[Opening Extracted information section]

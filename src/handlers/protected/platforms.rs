use serde::Serialize;

use crate::middleware::response::{ApiResponse, ApiResult};
use crate::platforms::{all_scrape_defaults, Platform, ScrapeDefaults};

#[derive(Debug, Serialize)]
pub struct PlatformEntry {
    pub platform: Platform,
    pub tag: &'static str,
    #[serde(flatten)]
    pub defaults: ScrapeDefaults,
}

/// GET /api/platforms - The static per-platform scrape defaults table.
pub async fn list() -> ApiResult<Vec<PlatformEntry>> {
    let entries = all_scrape_defaults()
        .iter()
        .map(|(platform, defaults)| PlatformEntry {
            platform: *platform,
            tag: platform.tag(),
            defaults: *defaults,
        })
        .collect();
    Ok(ApiResponse::success(entries))
}
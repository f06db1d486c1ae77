use std::sync::Arc;

use axum::extract::State;
use axum::response::Response;
use axum::Json;
use serde::Deserialize;

use crate::auth::provider::AuthProvider;
use crate::error::ApiError;

use super::establish_session;

#[derive(Debug, Deserialize)]
pub struct LoginRequest {
    pub email: String,
    pub password: String,
}

/// POST /auth/login - Password sign-in through the external auth provider.
/// On success the session cookie is set and a minimal user object returned.
pub async fn login(
    State(provider): State<Arc<dyn AuthProvider>>,
    Json(payload): Json<LoginRequest>,
) -> Result<Response, ApiError> {
    let email = payload.email.trim();
    if email.is_empty() || payload.password.is_empty() {
        return Err(ApiError::bad_request("Email e password sono obbligatorie"));
    }

    let user = provider.sign_in_with_password(email, &payload.password).await?;
    establish_session(user).await
}
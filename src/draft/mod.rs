// Draft editor model for sectors and their categories.
//
// Everything in here is plain in-memory state with no database or HTTP
// dependency. The only seam to the outside world is the `SectorSaver`
// trait, injected into `SectorDraft::submit`.

pub mod editor;
pub mod error;
pub mod payload;

pub use editor::{CategoryDraft, CategorySeed, Feedback, SaveStatus, SectorDraft, SectorSeed};
pub use error::DraftError;
pub use payload::{CategorySavePayload, SaveError, SectorSavePayload, SectorSaver};
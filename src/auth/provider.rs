use async_trait::async_trait;
use reqwest::StatusCode;
use serde::{Deserialize, Serialize};
use url::Url;
use uuid::Uuid;

use crate::auth::email_digest;
use crate::config::AuthProviderConfig;

/// A user as confirmed by the external authentication service.
#[derive(Debug, Clone, Deserialize)]
pub struct AuthenticatedUser {
    pub id: Uuid,
    pub email: String,
}

#[derive(Debug, thiserror::Error)]
pub enum AuthProviderError {
    #[error("invalid credentials")]
    InvalidCredentials,
    #[error("invalid or expired token")]
    InvalidToken,
    #[error("transport error: {0}")]
    Transport(String),
    #[error("provider returned {status}: {message}")]
    Provider { status: u16, message: String },
    #[error("provider not configured: {0}")]
    Misconfigured(String),
}

impl From<reqwest::Error> for AuthProviderError {
    fn from(err: reqwest::Error) -> Self {
        AuthProviderError::Transport(err.to_string())
    }
}

/// Boundary to the authentication-as-a-service backend. Sign-in flows resolve
/// to an `AuthenticatedUser`; session persistence on our side is separate
/// (see `crate::auth`).
#[async_trait]
pub trait AuthProvider: Send + Sync {
    async fn sign_in_with_password(
        &self,
        email: &str,
        password: &str,
    ) -> Result<AuthenticatedUser, AuthProviderError>;

    /// Ask the provider to email a one-time sign-in link. Resolves to unit:
    /// the provider does not reveal whether the address exists.
    async fn send_magic_link(&self, email: &str) -> Result<(), AuthProviderError>;

    /// Exchange a one-time link token for the user it belongs to.
    async fn verify_magic_link(&self, token: &str) -> Result<AuthenticatedUser, AuthProviderError>;
}

/// JSON-over-HTTP implementation speaking to the hosted provider.
pub struct HttpAuthProvider {
    http: reqwest::Client,
    base_url: Url,
    api_key: String,
    magic_link_redirect: String,
}

#[derive(Serialize)]
struct PasswordGrant<'a> {
    email: &'a str,
    password: &'a str,
}

#[derive(Serialize)]
struct MagicLinkRequest<'a> {
    email: &'a str,
    redirect_to: &'a str,
}

#[derive(Serialize)]
struct VerifyRequest<'a> {
    #[serde(rename = "type")]
    kind: &'a str,
    token: &'a str,
}

#[derive(Deserialize)]
struct SessionResponse {
    user: AuthenticatedUser,
}

impl HttpAuthProvider {
    pub fn from_config(config: &AuthProviderConfig) -> Result<Self, AuthProviderError> {
        if config.base_url.is_empty() {
            return Err(AuthProviderError::Misconfigured("AUTH_PROVIDER_URL is not set".into()));
        }
        let base_url = Url::parse(&config.base_url)
            .map_err(|e| AuthProviderError::Misconfigured(format!("invalid base url: {}", e)))?;

        Ok(Self {
            http: reqwest::Client::new(),
            base_url,
            api_key: config.api_key.clone(),
            magic_link_redirect: config.magic_link_redirect.clone(),
        })
    }

    fn endpoint(&self, path: &str) -> Result<Url, AuthProviderError> {
        self.base_url
            .join(path)
            .map_err(|e| AuthProviderError::Misconfigured(format!("invalid endpoint {}: {}", path, e)))
    }

    async fn post_json<B: Serialize>(
        &self,
        path: &str,
        body: &B,
    ) -> Result<reqwest::Response, AuthProviderError> {
        let url = self.endpoint(path)?;
        let res = self
            .http
            .post(url)
            .header("apikey", &self.api_key)
            .json(body)
            .send()
            .await?;
        Ok(res)
    }

    async fn provider_error(res: reqwest::Response) -> AuthProviderError {
        let status = res.status().as_u16();
        let message = res.text().await.unwrap_or_default();
        AuthProviderError::Provider { status, message }
    }
}

#[async_trait]
impl AuthProvider for HttpAuthProvider {
    async fn sign_in_with_password(
        &self,
        email: &str,
        password: &str,
    ) -> Result<AuthenticatedUser, AuthProviderError> {
        let res = self
            .post_json("/token?grant_type=password", &PasswordGrant { email, password })
            .await?;

        match res.status() {
            StatusCode::OK => {
                let session: SessionResponse = res.json().await?;
                tracing::info!(user = %email_digest(email), "password sign-in ok");
                Ok(session.user)
            }
            StatusCode::BAD_REQUEST | StatusCode::UNAUTHORIZED | StatusCode::UNPROCESSABLE_ENTITY => {
                tracing::info!(user = %email_digest(email), "password sign-in rejected");
                Err(AuthProviderError::InvalidCredentials)
            }
            _ => Err(Self::provider_error(res).await),
        }
    }

    async fn send_magic_link(&self, email: &str) -> Result<(), AuthProviderError> {
        let res = self
            .post_json(
                "/magiclink",
                &MagicLinkRequest { email, redirect_to: &self.magic_link_redirect },
            )
            .await?;

        if res.status().is_success() {
            tracing::info!(user = %email_digest(email), "magic link requested");
            Ok(())
        } else {
            Err(Self::provider_error(res).await)
        }
    }

    async fn verify_magic_link(&self, token: &str) -> Result<AuthenticatedUser, AuthProviderError> {
        let res = self
            .post_json("/verify", &VerifyRequest { kind: "magiclink", token })
            .await?;

        match res.status() {
            StatusCode::OK => {
                let session: SessionResponse = res.json().await?;
                tracing::info!(user = %email_digest(&session.user.email), "magic link verified");
                Ok(session.user)
            }
            StatusCode::BAD_REQUEST | StatusCode::UNAUTHORIZED | StatusCode::FORBIDDEN | StatusCode::GONE => {
                Err(AuthProviderError::InvalidToken)
            }
            _ => Err(Self::provider_error(res).await),
        }
    }
}
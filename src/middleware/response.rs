use axum::{
    http::StatusCode,
    response::{IntoResponse, Json, Response},
};
use serde::Serialize;
use serde_json::json;

/// Wrapper for API responses that automatically adds the success envelope
#[derive(Debug)]
pub struct ApiResponse<T: Serialize> {
    pub data: T,
    pub status_code: StatusCode,
}

impl<T: Serialize> ApiResponse<T> {
    /// Successful response with default 200 status
    pub fn success(data: T) -> Self {
        Self { data, status_code: StatusCode::OK }
    }

    /// 201 Created response
    pub fn created(data: T) -> Self {
        Self { data, status_code: StatusCode::CREATED }
    }

    /// 202 Accepted response
    pub fn accepted(data: T) -> Self {
        Self { data, status_code: StatusCode::ACCEPTED }
    }
}

impl<T: Serialize> IntoResponse for ApiResponse<T> {
    fn into_response(self) -> Response {
        let data_value = match serde_json::to_value(&self.data) {
            Ok(value) => value,
            Err(e) => {
                tracing::error!("Failed to serialize response data: {}", e);
                return (
                    StatusCode::INTERNAL_SERVER_ERROR,
                    Json(json!({
                        "success": false,
                        "message": "Failed to serialize response data"
                    })),
                )
                    .into_response();
            }
        };

        (self.status_code, Json(json!({ "success": true, "data": data_value }))).into_response()
    }
}

pub type ApiResult<T> = Result<ApiResponse<T>, crate::error::ApiError>;
pub mod manager;
pub mod models;
pub mod repository;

[Closing Extracted information section]

- What this task involves -
Going down from the first line of the entries above, restate each line word for word until the line holding "pub mod payload;" is done.

- Your response -
filename src/handlers/protected/platforms.rs
use serde::Serialize;

use crate::middleware::response::{ApiResponse, ApiResult};
use crate::platforms::{all_scrape_defaults, Platform, ScrapeDefaults};

#[derive(Debug, Serialize)]
pub struct PlatformEntry {
    pub platform: Platform,
    pub tag: &'static str,
    #[serde(flatten)]
    pub defaults: ScrapeDefaults,
}

/// GET /api/platforms - The static per-platform scrape defaults table.
pub async fn list() -> ApiResult<Vec<PlatformEntry>> {
    let entries = all_scrape_defaults()
        .iter()
        .map(|(platform, defaults)| PlatformEntry {
            platform: *platform,
            tag: platform.tag(),
            defaults: *defaults,
        })
        .collect();
    Ok(ApiResponse::success(entries))
}
repository f06db1d486c1ae77
use std::sync::Arc;

use axum::extract::State;
use axum::response::Response;
use axum::Json;
use serde::Deserialize;

use crate::auth::provider::AuthProvider;
use crate::error::ApiError;

use super::establish_session;

#[derive(Debug, Deserialize)]
pub struct LoginRequest {
    pub email: String,
    pub password: String,
}

/// POST /auth/login - Password sign-in through the external auth provider.
/// On success the session cookie is set and a minimal user object returned.
pub async fn login(
    State(provider): State<Arc<dyn AuthProvider>>,
    Json(payload): Json<LoginRequest>,
) -> Result<Response, ApiError> {
    let email = payload.email.trim();
    if email.is_empty() || payload.password.is_empty() {
        return Err(ApiError::bad_request("Email e password sono obbligatorie"));
    }

    let user = provider.sign_in_with_password(email, &payload.password).await?;
    establish_session(user).await
}
filename src/draft/mod.rs
// Draft editor model for sectors and their categories.
//
// Everything in here is plain in-memory state with no database or HTTP
// dependency. The only seam to the outside world is the `SectorSaver`
// trait, injected into `SectorDraft::submit`.

pub mod editor;
pub mod error;
pub mod payload;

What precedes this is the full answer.